If a line of the data below contains the string "SharedState", copy it into your answer.

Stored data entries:
== Segment start ==

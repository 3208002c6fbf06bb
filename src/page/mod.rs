//! Controllers behind the image generation page.
//!
//! [`Page`] wires a [`FormController`] and a [`DownloadController`] to one
//! shared [`PageState`]. Both controllers only touch the state between
//! suspension points, so the lock is never held across an `.await`.

pub mod download;
pub mod form;
pub mod host;
pub mod slots;

use std::sync::{Arc, Mutex, MutexGuard};

pub use download::{DownloadController, DownloadReceipt};
pub use form::FormController;
pub use host::{DirectoryHost, HostEvent, PageHost, RecordingHost};
pub use slots::{DownloadToken, SlotAction, SlotBoard, SlotOutcome};

use crate::client::{GenerationApi, HttpGenerationApi, HttpProxyApi, ProxyApi};
use crate::config::PageConfig;
use crate::error::{GenPixError, Result};
use crate::models::{DownloadSlot, FormValues, ImageResult};

pub const GENERIC_ERROR_MESSAGE: &str = "Something went wrong";

#[derive(Debug, Clone)]
pub struct PageState {
    pub images: Vec<ImageResult>,
    pub board: SlotBoard,
    pub form: FormValues,
    pub submitting: bool,
}

impl PageState {
    pub fn new(slot_count: usize) -> Self {
        Self {
            images: Vec::new(),
            board: SlotBoard::new(slot_count),
            form: FormValues::default(),
            submitting: false,
        }
    }
}

#[derive(Clone)]
pub struct SharedState(Arc<Mutex<PageState>>);

impl SharedState {
    pub fn new(state: PageState) -> Self {
        Self(Arc::new(Mutex::new(state)))
    }

    pub fn lock(&self) -> Result<MutexGuard<'_, PageState>> {
        self.0
            .lock()
            .map_err(|_| GenPixError::InternalError("Page state lock poisoned".into()))
    }

    pub fn snapshot(&self) -> Result<PageState> {
        Ok(self.lock()?.clone())
    }
}

pub struct Page<G, P, H> {
    state: SharedState,
    host: Arc<H>,
    display_name: String,
    form: FormController<G, H>,
    downloads: DownloadController<P, H>,
}

pub type HttpPage<H> = Page<HttpGenerationApi, HttpProxyApi, H>;

impl<G, P, H> Page<G, P, H>
where
    G: GenerationApi + 'static,
    P: ProxyApi + 'static,
    H: PageHost + 'static,
{
    pub fn new(config: &PageConfig, generation: G, proxy: P, host: H) -> Self {
        let state = SharedState::new(PageState::new(config.slot_count));
        let host = Arc::new(host);
        Self {
            form: FormController::new(
                Arc::new(generation),
                host.clone(),
                state.clone(),
                config.slot_count,
            ),
            downloads: DownloadController::new(
                Arc::new(proxy),
                host.clone(),
                state.clone(),
                config.content_type.clone(),
                config.reset_delay(),
            ),
            state,
            host,
            display_name: config.display_name.clone(),
        }
    }

    pub fn host(&self) -> &H {
        &self.host
    }

    pub fn form(&self) -> &FormController<G, H> {
        &self.form
    }

    pub fn downloads(&self) -> &DownloadController<P, H> {
        &self.downloads
    }

    pub fn state(&self) -> &SharedState {
        &self.state
    }

    pub async fn submit(&self, values: FormValues) -> Result<Vec<ImageResult>> {
        self.form.submit(values).await
    }

    pub async fn request_download(
        &self,
        display_name: &str,
        index: usize,
    ) -> Result<DownloadReceipt> {
        self.downloads.request_download(display_name, index).await
    }

    /// Downloads the image at `index` under the configured display name.
    pub async fn download(&self, index: usize) -> Result<DownloadReceipt> {
        self.request_download(&self.display_name, index).await
    }

    pub fn images(&self) -> Result<Vec<ImageResult>> {
        Ok(self.state.lock()?.images.clone())
    }

    pub fn slots(&self) -> Result<Vec<DownloadSlot>> {
        Ok(self.state.lock()?.board.slots())
    }
}

impl<H> HttpPage<H>
where
    H: PageHost + 'static,
{
    /// Builds a page that talks to the generation endpoint and the download
    /// proxy over HTTP.
    pub fn from_config(config: &PageConfig, host: H) -> Result<Self> {
        let timeout = config.request_timeout();
        let mut generation = HttpGenerationApi::new(&config.generation_url, timeout)?;
        let mut proxy = HttpProxyApi::new(&config.proxy_base_url, timeout)?;
        if let Some(token) = &config.session_token {
            generation = generation.with_session_token(token);
            proxy = proxy.with_session_token(token);
        }
        Ok(Self::new(config, generation, proxy, host))
    }
}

== Segment end ==

RESULT FOR THIS EXERCISE:
pub struct SharedState(Arc<Mutex<PageState>>);
impl SharedState {
    state: SharedState,
        let state = SharedState::new(PageState::new(config.slot_count));
    pub fn state(&self) -> &SharedState {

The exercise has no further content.